-- DATA RECORDS follows --

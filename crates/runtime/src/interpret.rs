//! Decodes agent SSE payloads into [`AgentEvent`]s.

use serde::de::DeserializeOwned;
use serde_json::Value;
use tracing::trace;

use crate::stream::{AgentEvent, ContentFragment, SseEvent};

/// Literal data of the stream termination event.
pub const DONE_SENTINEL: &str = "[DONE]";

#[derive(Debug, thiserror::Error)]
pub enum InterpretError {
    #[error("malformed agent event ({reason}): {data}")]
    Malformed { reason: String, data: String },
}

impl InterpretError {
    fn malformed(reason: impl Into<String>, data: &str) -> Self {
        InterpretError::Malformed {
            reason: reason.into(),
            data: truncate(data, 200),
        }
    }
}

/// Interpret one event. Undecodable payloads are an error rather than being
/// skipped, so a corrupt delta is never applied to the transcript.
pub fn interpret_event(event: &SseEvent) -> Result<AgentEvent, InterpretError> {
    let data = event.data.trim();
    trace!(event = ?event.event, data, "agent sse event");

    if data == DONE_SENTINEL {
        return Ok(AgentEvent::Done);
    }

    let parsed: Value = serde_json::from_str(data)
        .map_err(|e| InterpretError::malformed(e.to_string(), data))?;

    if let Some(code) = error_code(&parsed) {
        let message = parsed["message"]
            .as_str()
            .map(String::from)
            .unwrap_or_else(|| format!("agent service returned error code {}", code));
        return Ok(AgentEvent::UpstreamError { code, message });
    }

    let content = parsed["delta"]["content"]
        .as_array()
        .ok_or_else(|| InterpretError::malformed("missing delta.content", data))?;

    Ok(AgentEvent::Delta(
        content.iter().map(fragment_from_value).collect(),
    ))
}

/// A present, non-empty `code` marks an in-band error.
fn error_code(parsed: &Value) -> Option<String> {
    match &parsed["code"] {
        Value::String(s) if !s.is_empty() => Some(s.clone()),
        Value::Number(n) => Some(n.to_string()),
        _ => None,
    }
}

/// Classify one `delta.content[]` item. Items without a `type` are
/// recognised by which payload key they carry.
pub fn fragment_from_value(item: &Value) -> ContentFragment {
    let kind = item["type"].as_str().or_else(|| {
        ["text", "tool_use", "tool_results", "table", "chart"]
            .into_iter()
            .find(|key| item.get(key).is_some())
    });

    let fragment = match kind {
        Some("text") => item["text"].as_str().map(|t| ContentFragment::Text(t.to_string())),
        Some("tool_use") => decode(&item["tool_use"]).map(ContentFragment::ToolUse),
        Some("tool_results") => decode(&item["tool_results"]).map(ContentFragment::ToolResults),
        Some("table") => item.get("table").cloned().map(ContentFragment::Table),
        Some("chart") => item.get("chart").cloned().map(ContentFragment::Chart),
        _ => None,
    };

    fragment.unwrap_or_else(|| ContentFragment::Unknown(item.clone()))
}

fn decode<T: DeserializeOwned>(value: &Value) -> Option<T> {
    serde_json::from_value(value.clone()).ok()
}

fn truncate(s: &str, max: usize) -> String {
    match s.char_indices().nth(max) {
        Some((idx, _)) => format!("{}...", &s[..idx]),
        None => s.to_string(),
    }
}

-- DATA RECORDS concluded --
-- DATA RECORDS follows --

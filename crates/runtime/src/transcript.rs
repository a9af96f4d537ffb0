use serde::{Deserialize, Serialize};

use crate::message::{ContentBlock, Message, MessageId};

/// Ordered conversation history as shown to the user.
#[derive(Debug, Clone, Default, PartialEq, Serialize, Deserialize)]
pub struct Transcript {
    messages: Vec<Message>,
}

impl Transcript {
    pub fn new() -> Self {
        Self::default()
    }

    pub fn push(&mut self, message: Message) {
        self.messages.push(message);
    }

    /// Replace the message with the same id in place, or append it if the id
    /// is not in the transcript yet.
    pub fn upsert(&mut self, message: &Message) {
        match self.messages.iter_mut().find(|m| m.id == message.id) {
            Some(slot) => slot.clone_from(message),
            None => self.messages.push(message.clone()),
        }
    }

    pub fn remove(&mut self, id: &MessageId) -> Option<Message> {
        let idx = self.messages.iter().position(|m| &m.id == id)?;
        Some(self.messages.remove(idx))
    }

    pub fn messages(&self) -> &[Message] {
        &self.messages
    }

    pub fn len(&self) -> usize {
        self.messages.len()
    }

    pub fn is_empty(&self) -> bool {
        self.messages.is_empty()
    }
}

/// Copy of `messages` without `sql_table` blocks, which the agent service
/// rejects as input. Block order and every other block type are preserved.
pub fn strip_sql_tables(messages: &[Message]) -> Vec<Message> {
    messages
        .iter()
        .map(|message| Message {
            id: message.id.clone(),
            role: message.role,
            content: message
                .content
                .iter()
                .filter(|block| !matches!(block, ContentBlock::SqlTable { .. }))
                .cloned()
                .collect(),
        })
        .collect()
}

-- DATA RECORDS concluded --

From the line containing "it if the id" down to the line containing "match self.messages.iter_mut().find(|m| m.id" in the material above, reproduce every line exactly, including the two end lines.

THE COMPLETED TASK
    /// Replace the message with the same id in place, or append it if the id
    /// is not in the transcript yet.
    pub fn upsert(&mut self, message: &Message) {
        match self.messages.iter_mut().find(|m| m.id == message.id) {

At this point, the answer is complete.